It was about the same time that Sri Aurobindo came into contact with a Naga Sannyasi, Mohanpuri. "I told him that I wanted to get power for revolutionary activities. He gave me a violent mantra of Kali, with 'Jahi, Jahi' etc. to repeat. I did so, but, as I had expected, it came to nothing."

Mohanpuri was a member of the governing body of the Naga Sannyasis. He also "conducted certain kriyas and a Vedic yajña, but all this was for his political success in his mission and not for Yoga." Barin waxed more eloquent. "Another ash-covered yogi with long and tawny matted locks used to visit Aurobindo at this time and leave long stotras or hymns to Shiva behind in Sanskrit manuscript.
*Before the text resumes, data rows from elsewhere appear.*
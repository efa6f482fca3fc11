//! PCM Bridge - 命令行工具
//!
//! 把扫频信号或音频文件按背压节奏喂给输出引擎，
//! 结束后打印渲染统计

use std::io::{self, Read as IoRead, Write};
use std::path::PathBuf;
use std::sync::atomic::{AtomicBool, Ordering};
use std::sync::Arc;
use std::time::{Duration, Instant};

use anyhow::{bail, Context};
use clap::{Args, Parser, Subcommand};

use pcm_bridge::audio::ConvertKernel;
use pcm_bridge::engine::{Engine, EngineConfig, PausePolicy, Samples, SpatialScene};
use pcm_bridge::logging;
use pcm_bridge::render::{
    default_renderer, ClockConfig, ClockRenderer, RawPcmSink, Renderer,
};
use pcm_bridge::source::{AudioDecoder, FrequencyRange, PcmSource, SweepConfig, SweepGenerator};

/// 背压轮询间隔
const POLL_INTERVAL: Duration = Duration::from_millis(5);

/// 统计报告假定的每次回调帧数
const REPORT_FRAMES_PER_CALL: usize = 512;

/// 终端原始模式 RAII 守卫
struct RawModeGuard {
    original: libc::termios,
}

impl RawModeGuard {
    /// 进入原始模式（非阻塞、无回显），离开作用域自动恢复
    fn enter() -> Option<Self> {
        unsafe {
            let mut original: libc::termios = std::mem::zeroed();
            if libc::tcgetattr(libc::STDIN_FILENO, &mut original) != 0 {
                return None;
            }

            let mut raw = original;
            raw.c_lflag &= !(libc::ICANON | libc::ECHO);
            raw.c_cc[libc::VMIN] = 0;
            raw.c_cc[libc::VTIME] = 0;

            if libc::tcsetattr(libc::STDIN_FILENO, libc::TCSANOW, &raw) != 0 {
                return None;
            }

            Some(Self { original })
        }
    }
}

impl Drop for RawModeGuard {
    fn drop(&mut self) {
        unsafe {
            libc::tcsetattr(libc::STDIN_FILENO, libc::TCSANOW, &self.original);
        }
    }
}

fn read_char_nonblocking() -> Option<u8> {
    let mut buf = [0u8; 1];
    match io::stdin().lock().read(&mut buf) {
        Ok(1) => Some(buf[0]),
        _ => None,
    }
}

/// PCM Bridge - real-time PCM output bridge
#[derive(Parser)]
#[command(name = "pcm-bridge")]
#[command(author, version, about, long_about = None)]
struct Cli {
    #[command(subcommand)]
    command: Commands,

    /// Show verbose output
    #[arg(short, long, global = true)]
    verbose: bool,
}

#[derive(Subcommand)]
enum Commands {
    /// Show output device and conversion kernel information
    Info {
        #[command(flatten)]
        output: OutputArgs,
    },

    /// Stream a generated stereo sweep
    Sweep {
        #[command(flatten)]
        sweep: SweepArgs,

        #[command(flatten)]
        output: OutputArgs,
    },

    /// Decode and stream an audio file
    Play {
        /// Audio file to play
        file: PathBuf,

        /// Start position in seconds
        #[arg(long, default_value = "0")]
        start: f64,

        #[command(flatten)]
        output: OutputArgs,
    },
}

#[derive(Args, Clone)]
struct OutputArgs {
    /// Queue depth in buffers
    #[arg(short = 'q', long, default_value = "3")]
    queue_size: u32,

    /// Output volume (0.0-1.0)
    #[arg(long, default_value = "1.0")]
    volume: f32,

    /// Enable spatial audio
    #[arg(long)]
    spatial: bool,

    /// Spatial source position
    #[arg(long, value_name = "X,Y,Z", value_delimiter = ',', num_args = 3)]
    source_position: Option<Vec<f32>>,

    /// Use the software clock renderer instead of the audio device
    #[arg(long)]
    null: bool,

    /// Capture rendered audio to a raw f32 file (implies --null)
    #[arg(long, value_name = "PATH")]
    dump: Option<PathBuf>,

    /// Drop queued audio when pausing
    #[arg(long)]
    pause_flush: bool,

    /// Force a conversion kernel (scalar, sse2, avx, neon)
    #[arg(long)]
    kernel: Option<ConvertKernel>,

    /// Buffer duration per feed in milliseconds
    #[arg(long, default_value = "100")]
    chunk_ms: u32,
}

#[derive(Args, Clone)]
struct SweepArgs {
    /// Duration in seconds
    #[arg(short, long, default_value = "10")]
    duration: f64,

    /// Left channel start frequency (Hz)
    #[arg(short = 'l', long, default_value = "20")]
    left_start: f64,

    /// Left channel end frequency (Hz)
    #[arg(short = 'L', long, default_value = "20000")]
    left_end: f64,

    /// Right channel start frequency (Hz), defaults to left
    #[arg(short = 'r', long)]
    right_start: Option<f64>,

    /// Right channel end frequency (Hz), defaults to left
    #[arg(short = 'R', long)]
    right_end: Option<f64>,

    /// Logarithmic sweep (default linear)
    #[arg(short = 'g', long)]
    log: bool,

    /// Right channel delay in seconds
    #[arg(short = 'D', long, default_value = "0")]
    delay: f64,

    /// Sample rate (Hz)
    #[arg(short = 's', long, default_value = "44100")]
    sample_rate: u32,

    /// Sweep level (0.0-1.0)
    #[arg(long, default_value = "0.8")]
    level: f64,
}

impl SweepArgs {
    fn to_config(&self) -> SweepConfig {
        SweepConfig {
            duration_secs: self.duration,
            sample_rate: self.sample_rate as f64,
            left: FrequencyRange::new(self.left_start, self.left_end),
            right: FrequencyRange::new(
                self.right_start.unwrap_or(self.left_start),
                self.right_end.unwrap_or(self.left_end),
            ),
            right_delay_secs: self.delay,
            logarithmic: self.log,
            volume: self.level,
            ..SweepConfig::default()
        }
    }
}

fn main() -> anyhow::Result<()> {
    let cli = Cli::parse();
    logging::init(cli.verbose);

    match cli.command {
        Commands::Info { ref output } => show_info(output),
        Commands::Sweep {
            ref sweep,
            ref output,
        } => play_sweep(sweep, output),
        Commands::Play {
            ref file,
            start,
            ref output,
        } => play_file(file, start, output),
    }
}

fn create_renderer(output: &OutputArgs) -> anyhow::Result<Box<dyn Renderer>> {
    if let Some(path) = &output.dump {
        let sink = RawPcmSink::create(path)
            .with_context(|| format!("cannot create capture file {}", path.display()))?;
        return Ok(Box::new(
            ClockRenderer::new(ClockConfig::default()).with_sink(Box::new(sink)),
        ));
    }
    if output.null {
        return Ok(Box::new(ClockRenderer::new(ClockConfig::default())));
    }
    Ok(default_renderer())
}

fn create_engine(output: &OutputArgs) -> anyhow::Result<Engine> {
    let mut config = EngineConfig::default()
        .with_queue_capacity(output.queue_size.max(1) as usize)
        .with_volume(output.volume);
    if output.pause_flush {
        config = config.with_pause_policy(PausePolicy::Flush);
    }
    if let Some(kernel) = output.kernel {
        config = config.with_kernel(kernel);
    }

    let mut engine = Engine::with_config(create_renderer(output)?, config);
    if output.spatial {
        engine.set_spatial_enabled(true);
    }
    if let Some(pos) = &output.source_position {
        if let [x, y, z] = pos.as_slice() {
            engine.set_source_position(*x, *y, *z);
        }
    }
    Ok(engine)
}

fn show_info(output: &OutputArgs) -> anyhow::Result<()> {
    let mut renderer = create_renderer(output)?;

    println!("=== Output Device ===\n");
    println!("Name:    {}", renderer.device_name());
    match renderer.device_class() {
        Ok(class) if class.is_wireless_headset() => println!("Class:   wireless headset"),
        Ok(class) => println!("Class:   {:?}", class),
        Err(e) => println!("Class:   unknown ({})", e),
    }
    // 用默认（未启用）场景试探渲染器是否支持空间音频
    match renderer.apply_spatial(&SpatialScene::default()) {
        Ok(()) => println!("Spatial: supported"),
        Err(e) => println!("Spatial: unsupported ({})", e),
    }

    println!("\n=== Conversion Kernels ===\n");
    let detected = ConvertKernel::detect();
    for kernel in ConvertKernel::available() {
        let mark = if kernel == detected { " *" } else { "" };
        println!("  {}{}", kernel.name(), mark);
    }
    println!("\n* = selected by default");
    Ok(())
}

fn install_interrupt() -> anyhow::Result<Arc<AtomicBool>> {
    let running = Arc::new(AtomicBool::new(true));
    let r = running.clone();
    ctrlc::set_handler(move || {
        r.store(false, Ordering::SeqCst);
    })?;
    Ok(running)
}

fn play_sweep(args: &SweepArgs, output: &OutputArgs) -> anyhow::Result<()> {
    let config = args.to_config();
    let mut sweep = SweepGenerator::new(config.clone())?;

    println!("PCM Bridge - Sweep");
    println!(
        "{} sweep, {} s @ {} Hz",
        if config.logarithmic { "Logarithmic" } else { "Linear" },
        config.duration_secs,
        config.sample_rate
    );
    for (name, range) in [("Left", config.left), ("Right", config.right)] {
        println!(
            "{}: {} Hz -> {} Hz ({})",
            name,
            range.start,
            range.end,
            if range.is_rising() { "up" } else { "down" }
        );
    }
    if config.right_delay_secs > 0.0 {
        println!("Right delay: {} s", config.right_delay_secs);
    }

    let total = Some(sweep.total_frames());
    let mut engine = create_engine(output)?;
    stream(&mut sweep, &mut engine, output, total)
}

fn play_file(file: &PathBuf, start: f64, output: &OutputArgs) -> anyhow::Result<()> {
    let mut decoder = AudioDecoder::open(file)?;
    let info = decoder.info().clone();

    println!("PCM Bridge - Loading: {}", file.display());
    println!(
        "{} / {} | {} Hz | {} ch{}",
        info.format,
        info.codec,
        info.sample_rate,
        info.channels,
        info.bit_depth
            .map(|b| format!(" | {} bit", b))
            .unwrap_or_default()
    );

    if start > 0.0 {
        decoder.seek(start)?;
    }

    let total = info.total_frames.map(|f| f as usize);
    let mut engine = create_engine(output)?;
    stream(&mut decoder, &mut engine, output, total)
}

/// 按背压节奏把音源喂给引擎，直到结束或 Ctrl+C
fn stream<S: PcmSource>(
    source: &mut S,
    engine: &mut Engine,
    output: &OutputArgs,
    total_frames: Option<usize>,
) -> anyhow::Result<()> {
    let format = source.format();
    if !engine.setup_audio_format(format.sample_rate, format.channels) {
        bail!("output rejected format {}", format);
    }
    if !engine.enable() {
        bail!("failed to enable output on {}", engine.device_label());
    }

    let running = install_interrupt()?;
    let _raw_guard = RawModeGuard::enter();

    println!(
        "Output: {} | {} | {} kernel",
        engine.device_label(),
        format,
        engine.converter_kernel().name()
    );
    if engine.is_spatial_enabled() && !engine.is_spatial_rendering() {
        println!("Spatial: requested, not rendered by this output");
    }
    println!("Controls: [Space] pause/resume | [f] flush | [q] quit\n");

    let chunk_frames = ((format.sample_rate * output.chunk_ms.max(1) as f64 / 1000.0) as usize).max(1);
    let mut chunk = Vec::with_capacity(chunk_frames * format.samples_per_frame());
    let mut fed_frames = 0usize;
    let mut last_status = Instant::now();

    'feed: loop {
        let frames = source
            .next_chunk(chunk_frames, &mut chunk)
            .context("source failed")?;
        if frames == 0 {
            break;
        }

        // 队列满时保留当前块，轮询直到被接受
        loop {
            if !running.load(Ordering::SeqCst) {
                break 'feed;
            }
            if !handle_key(engine) {
                break 'feed;
            }
            if !engine.is_enabled() {
                bail!("output stopped unexpectedly");
            }

            let accepted = engine.feed(
                Samples::Interleaved(&chunk),
                format.sample_rate,
                format.channels,
                frames,
            );
            if accepted == frames {
                fed_frames += frames;
                break;
            }

            if last_status.elapsed() >= Duration::from_millis(100) {
                print_status(engine, fed_frames, total_frames, format.sample_rate)?;
                last_status = Instant::now();
            }
            std::thread::sleep(POLL_INTERVAL);
        }
    }

    // 等待队列排空
    while running.load(Ordering::SeqCst) && engine.is_enabled() && engine.pending_buffer_count() > 0
    {
        if !handle_key(engine) {
            break;
        }
        print_status(engine, fed_frames, total_frames, format.sample_rate)?;
        std::thread::sleep(Duration::from_millis(50));
    }

    println!();
    engine.disable();
    println!("\n{}", engine.stats_report(REPORT_FRAMES_PER_CALL));
    Ok(())
}

/// 处理键盘输入，返回 false 表示退出
fn handle_key(engine: &mut Engine) -> bool {
    match read_char_nonblocking() {
        Some(b' ') => {
            let paused = engine.is_paused();
            engine.pause(!paused);
            true
        }
        Some(b'f') => {
            engine.flush();
            true
        }
        Some(b'q') => false,
        _ => true,
    }
}

fn print_status(
    engine: &Engine,
    fed_frames: usize,
    total_frames: Option<usize>,
    sample_rate: f64,
) -> anyhow::Result<()> {
    let stats = engine.stats();
    let fed_secs = fed_frames as f64 / sample_rate;
    let total_secs = total_frames.map(|f| f as f64 / sample_rate).unwrap_or(0.0);

    print!(
        "\r  {:>7.2}s / {:>7.2}s  |  Queue: {}/{}  |  Latency: {:6.1} ms  |  Underruns: {}  {}",
        fed_secs,
        total_secs,
        stats.pending_buffers,
        stats.queue_capacity,
        stats.latency_secs * 1000.0,
        stats.underrun_count,
        if engine.is_paused() { "[paused]" } else { "        " }
    );
    io::stdout().flush()?;
    Ok(())
}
He sent a Brahmin once to do japa or tapasya for Aurobindo, and a hut was created in our compound and a golden image of Bagala was prepared. With closed doors the Brahmin devotee used to perform his secret ceremonies in front of this image."

We have met Devi Bagala in Deoghar. She is yellow-coloured, dressed in yellow garments and bejewelled in yellow — all golden. She has only two arms, sometimes four. With her right hand she strikes the Enemy with a cudgel, and with her left hand she pulls out the tongue of the Enemy.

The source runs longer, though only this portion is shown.